The Case for Triadic Trust: Nurses, Patients, & Institutions
Saturday, October 14, 2023
1:15 PM – 2:30 PM ET
Location: Atlantic (Third Floor)
In this paper, I show that in the context of nursing, trust isn't a property of the dyadic relationship between nurses and patients, but instead is a feature of nurse-patient-healthcare institution triads. Understanding trust as triadic in the healthcare context is important, I argue, because it emphasizes the pervasive role institutions have on breakdowns in trust between nurses and patients that is otherwise obscured. Nursing exhibits features of both interpersonal and institutional accounts of trust. Nursing demands trust in nurse-patient relationships. And yet, the care nurses provide is a form of labor, highly professionalized, systematized, and resourced by healthcare institutions. Healthcare institutions, such as hospitals, are vested in the experiences of both nurses, their largest workforce population, and patients, their primary consumer.

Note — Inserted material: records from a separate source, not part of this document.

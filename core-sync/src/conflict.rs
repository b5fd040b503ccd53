//! # Conflict Reconciler
//!
//! Records divergent local/server document versions and resolves them under
//! a configurable strategy.
//!
//! ## Overview
//!
//! A conflict is detected when the same document carries different data on
//! both sides. Detection records an immutable pair of snapshots; resolution
//! picks a winner but never deletes the record, so a caller can audit what
//! was decided. `clear_resolved` purges resolved records in bulk.
//!
//! The default strategy persists through the host settings store so it
//! survives restarts.

use std::collections::HashMap;
use std::sync::Arc;

use bridge_traits::store::SettingsStore;
use bridge_traits::time::Clock;
use chrono::{DateTime, Utc};
use core_runtime::events::{ConflictEvent, CoreEvent, EventBus};
use serde::{Deserialize, Serialize};
use serde_json::Value;
use tokio::sync::{Mutex, RwLock};
use tracing::{debug, info, warn};
use uuid::Uuid;

use crate::error::{Result, SyncError};

/// Settings key holding the persisted default strategy
pub const STRATEGY_SETTINGS_KEY: &str = "sync.conflict_strategy";

/// Type-safe conflict identifier
#[derive(Debug, Clone, Copy, PartialEq, Eq, Hash, Serialize, Deserialize)]
pub struct ConflictId(Uuid);

impl ConflictId {
    pub fn new() -> Self {
        Self(Uuid::new_v4())
    }

    pub fn from_string(s: &str) -> Result<Self> {
        Uuid::parse_str(s)
            .map(Self)
            .map_err(|_| SyncError::ConflictNotFound {
                conflict_id: s.to_string(),
            })
    }

    pub fn as_str(&self) -> String {
        self.0.to_string()
    }
}

impl Default for ConflictId {
    fn default() -> Self {
        Self::new()
    }
}

impl std::fmt::Display for ConflictId {
    fn fmt(&self, f: &mut std::fmt::Formatter<'_>) -> std::fmt::Result {
        write!(f, "{}", self.0)
    }
}

/// How a conflict's winner is chosen
#[derive(Debug, Clone, Copy, PartialEq, Eq, Serialize, Deserialize, Default)]
#[serde(rename_all = "snake_case")]
pub enum ConflictStrategy {
    /// The side with the newer modification timestamp wins
    #[default]
    NewestWins,
    /// The local version always wins
    ClientWins,
    /// The server version always wins
    ServerWins,
}

impl ConflictStrategy {
    /// Convert strategy to its persisted string representation
    pub fn as_str(&self) -> &'static str {
        match self {
            Self::NewestWins => "newest_wins",
            Self::ClientWins => "client_wins",
            Self::ServerWins => "server_wins",
        }
    }
}

impl std::str::FromStr for ConflictStrategy {
    type Err = SyncError;

    fn from_str(s: &str) -> Result<Self> {
        match s {
            "newest_wins" => Ok(Self::NewestWins),
            "client_wins" => Ok(Self::ClientWins),
            "server_wins" => Ok(Self::ServerWins),
            _ => Err(SyncError::InvalidStrategy(s.to_string())),
        }
    }
}

/// One side of a potential conflict
#[derive(Debug, Clone, PartialEq, Serialize, Deserialize)]
pub struct DocumentVersion {
    pub collection: String,
    pub document_id: String,
    pub data: Value,
    pub modified_at: DateTime<Utc>,
}

/// A recorded divergence between local and server versions
#[derive(Debug, Clone, Serialize, Deserialize)]
pub struct SyncConflict {
    pub id: ConflictId,
    pub collection: String,
    pub document_id: String,
    pub local_data: Value,
    pub server_data: Value,
    pub local_modified_at: DateTime<Utc>,
    pub server_modified_at: DateTime<Utc>,
    pub detected_at: DateTime<Utc>,
    pub resolved: bool,
    pub resolution: Option<ConflictStrategy>,
}

/// Which side a resolution picked
#[derive(Debug, Clone, Copy, PartialEq, Eq)]
pub enum Winner {
    Client,
    Server,
}

impl Winner {
    pub fn as_str(&self) -> &'static str {
        match self {
            Self::Client => "client",
            Self::Server => "server",
        }
    }
}

/// Outcome of resolving one conflict
#[derive(Debug, Clone)]
pub struct Resolution {
    /// The winning document data
    pub data: Value,
    /// Strategy that made the decision
    pub strategy: ConflictStrategy,
    /// Which side won
    pub winner: Winner,
}

/// Records and resolves sync conflicts
pub struct ConflictResolver {
    strategy: RwLock<ConflictStrategy>,
    conflicts: Mutex<HashMap<ConflictId, SyncConflict>>,
    settings: Arc<dyn SettingsStore>,
    clock: Arc<dyn Clock>,
    event_bus: Option<EventBus>,
}

impl ConflictResolver {
    pub fn new(
        settings: Arc<dyn SettingsStore>,
        clock: Arc<dyn Clock>,
        event_bus: Option<EventBus>,
    ) -> Self {
        Self {
            strategy: RwLock::new(ConflictStrategy::default()),
            conflicts: Mutex::new(HashMap::new()),
            settings,
            clock,
            event_bus,
        }
    }

    /// Restore a persisted default strategy, if one was saved.
    ///
    /// Missing or unparseable values keep the built-in default.
    pub async fn load_default_strategy(&self) {
        match self.settings.get_string(STRATEGY_SETTINGS_KEY).await {
            Ok(Some(raw)) => match raw.parse::<ConflictStrategy>() {
                Ok(strategy) => {
                    let mut guard = self.strategy.write().await;
                    *guard = strategy;
                    debug!(strategy = strategy.as_str(), "Restored conflict strategy");
                }
                Err(_) => {
                    warn!(value = %raw, "Ignoring unrecognized persisted conflict strategy");
                }
            },
            Ok(None) => {}
            Err(e) => {
                warn!(error = %e, "Failed to read persisted conflict strategy");
            }
        }
    }

    /// Compare two versions of a document.
    ///
    /// Returns `None` when the versions describe different documents or
    /// carry identical data. Otherwise records and returns a new conflict.
    pub async fn detect(
        &self,
        local: &DocumentVersion,
        server: &DocumentVersion,
    ) -> Option<SyncConflict> {
        if local.collection != server.collection || local.document_id != server.document_id {
            return None;
        }
        if local.data == server.data {
            return None;
        }

        let conflict = SyncConflict {
            id: ConflictId::new(),
            collection: local.collection.clone(),
            document_id: local.document_id.clone(),
            local_data: local.data.clone(),
            server_data: server.data.clone(),
            local_modified_at: local.modified_at,
            server_modified_at: server.modified_at,
            detected_at: self.clock.now(),
            resolved: false,
            resolution: None,
        };

        info!(
            conflict_id = %conflict.id,
            collection = %conflict.collection,
            document_id = %conflict.document_id,
            "Sync conflict detected"
        );
        self.emit(ConflictEvent::Detected {
            conflict_id: conflict.id.as_str(),
            entity_type: conflict.collection.clone(),
            entity_id: conflict.document_id.clone(),
        });

        let mut conflicts = self.conflicts.lock().await;
        conflicts.insert(conflict.id, conflict.clone());
        Some(conflict)
    }

    /// Resolve a recorded conflict.
    ///
    /// The effective strategy (explicit override, else the default) is read
    /// once at invocation; a concurrent `set_default_strategy` cannot change
    /// a resolution already underway. The conflict record stays in place,
    /// marked resolved with the strategy that decided it.
    pub async fn resolve(
        &self,
        conflict_id: ConflictId,
        strategy_override: Option<ConflictStrategy>,
    ) -> Result<Resolution> {
        let strategy = match strategy_override {
            Some(strategy) => strategy,
            None => *self.strategy.read().await,
        };

        let mut conflicts = self.conflicts.lock().await;
        let conflict =
            conflicts
                .get_mut(&conflict_id)
                .ok_or_else(|| SyncError::ConflictNotFound {
                    conflict_id: conflict_id.as_str(),
                })?;

        let winner = match strategy {
            ConflictStrategy::ClientWins => Winner::Client,
            ConflictStrategy::ServerWins => Winner::Server,
            ConflictStrategy::NewestWins => {
                if conflict.local_modified_at >= conflict.server_modified_at {
                    Winner::Client
                } else {
                    Winner::Server
                }
            }
        };

        let data = match winner {
            Winner::Client => conflict.local_data.clone(),
            Winner::Server => conflict.server_data.clone(),
        };

        conflict.resolved = true;
        conflict.resolution = Some(strategy);

        info!(
            conflict_id = %conflict_id,
            strategy = strategy.as_str(),
            winner = winner.as_str(),
            "Sync conflict resolved"
        );
        self.emit(ConflictEvent::Resolved {
            conflict_id: conflict_id.as_str(),
            strategy: strategy.as_str().to_string(),
            winner: winner.as_str().to_string(),
        });

        Ok(Resolution {
            data,
            strategy,
            winner,
        })
    }

    /// Change the default strategy and persist it best-effort
    pub async fn set_default_strategy(&self, strategy: ConflictStrategy) {
        {
            let mut guard = self.strategy.write().await;
            *guard = strategy;
        }

        if let Err(e) = self
            .settings
            .set_string(STRATEGY_SETTINGS_KEY, strategy.as_str())
            .await
        {
            warn!(error = %e, "Failed to persist conflict strategy");
        }
    }

    pub async fn default_strategy(&self) -> ConflictStrategy {
        *self.strategy.read().await
    }

    /// All conflicts awaiting resolution
    pub async fn unresolved(&self) -> Vec<SyncConflict> {
        self.conflicts
            .lock()
            .await
            .values()
            .filter(|c| !c.resolved)
            .cloned()
            .collect()
    }

    pub async fn unresolved_count(&self) -> usize {
        self.conflicts
            .lock()
            .await
            .values()
            .filter(|c| !c.resolved)
            .count()
    }

    /// Drop resolved conflict records. Returns how many were removed.
    pub async fn clear_resolved(&self) -> usize {
        let mut conflicts = self.conflicts.lock().await;
        let before = conflicts.len();
        conflicts.retain(|_, c| !c.resolved);
        before - conflicts.len()
    }

    fn emit(&self, event: ConflictEvent) {
        if let Some(bus) = &self.event_bus {
            bus.emit(CoreEvent::Conflict(event)).ok();
        }
    }
}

They also play a critical role in shaping the social and physical environments in which patients receive care and nurses work. As such, healthcare institutions are a primary locus for cultivating normative expectations around trust within the nurse-patient relationship. However, the very healthcare institutions that create those normative expectations in the first place, also create conditions that promote trust-betrayal. Thus, healthcare institutions set up expectations for trust relationships between nurses and patients that are nearly impossible for nurses to fulfill. I call this the Dilemma of Professionalized Trust. This dilemma highlights a case of trust that is both interpersonal and institutional, and recharacterizes the nurse-patient relationship from a dyad to a triad, with institutions as a third party, one that intervenes on and shapes the nurse-patient relationship.